* Task to complete: Give the number of lines in the data below where the word "smallest" appears, and nothing besides.

* Provided material:

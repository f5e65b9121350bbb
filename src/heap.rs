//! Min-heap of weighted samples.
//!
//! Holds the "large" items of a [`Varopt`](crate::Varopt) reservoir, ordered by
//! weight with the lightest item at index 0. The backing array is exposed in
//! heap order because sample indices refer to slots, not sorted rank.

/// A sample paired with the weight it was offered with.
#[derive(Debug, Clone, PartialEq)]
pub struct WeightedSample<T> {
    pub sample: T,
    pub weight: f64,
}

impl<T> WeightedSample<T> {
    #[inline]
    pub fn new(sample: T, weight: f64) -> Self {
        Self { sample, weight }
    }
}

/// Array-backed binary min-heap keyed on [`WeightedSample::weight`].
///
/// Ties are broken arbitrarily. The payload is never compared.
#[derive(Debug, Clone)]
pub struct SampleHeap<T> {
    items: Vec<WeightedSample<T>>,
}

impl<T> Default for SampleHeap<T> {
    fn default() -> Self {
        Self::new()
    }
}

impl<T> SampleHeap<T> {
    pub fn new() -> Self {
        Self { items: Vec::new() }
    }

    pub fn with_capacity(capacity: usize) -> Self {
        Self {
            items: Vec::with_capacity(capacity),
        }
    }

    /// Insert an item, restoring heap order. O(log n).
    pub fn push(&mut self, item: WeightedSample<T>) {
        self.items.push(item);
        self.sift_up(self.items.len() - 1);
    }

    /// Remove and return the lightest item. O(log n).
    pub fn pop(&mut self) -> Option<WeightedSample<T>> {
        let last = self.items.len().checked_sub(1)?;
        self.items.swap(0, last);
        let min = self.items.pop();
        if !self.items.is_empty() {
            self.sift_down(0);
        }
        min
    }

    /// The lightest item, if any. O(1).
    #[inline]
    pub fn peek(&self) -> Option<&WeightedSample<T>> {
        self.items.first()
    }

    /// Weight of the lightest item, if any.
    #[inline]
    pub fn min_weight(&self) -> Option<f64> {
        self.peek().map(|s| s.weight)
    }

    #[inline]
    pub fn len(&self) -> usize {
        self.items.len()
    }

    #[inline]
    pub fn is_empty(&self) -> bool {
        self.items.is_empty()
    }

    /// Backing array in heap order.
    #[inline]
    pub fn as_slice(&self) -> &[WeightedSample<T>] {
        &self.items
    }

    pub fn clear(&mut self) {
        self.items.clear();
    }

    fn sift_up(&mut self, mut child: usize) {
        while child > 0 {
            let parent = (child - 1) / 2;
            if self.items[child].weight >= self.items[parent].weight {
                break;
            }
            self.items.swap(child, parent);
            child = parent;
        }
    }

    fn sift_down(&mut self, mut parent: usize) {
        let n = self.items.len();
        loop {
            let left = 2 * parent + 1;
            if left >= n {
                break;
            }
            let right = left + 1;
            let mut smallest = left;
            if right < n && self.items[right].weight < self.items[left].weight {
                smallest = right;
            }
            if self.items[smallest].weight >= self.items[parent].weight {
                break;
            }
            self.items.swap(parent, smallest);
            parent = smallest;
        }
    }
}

* Solution: 5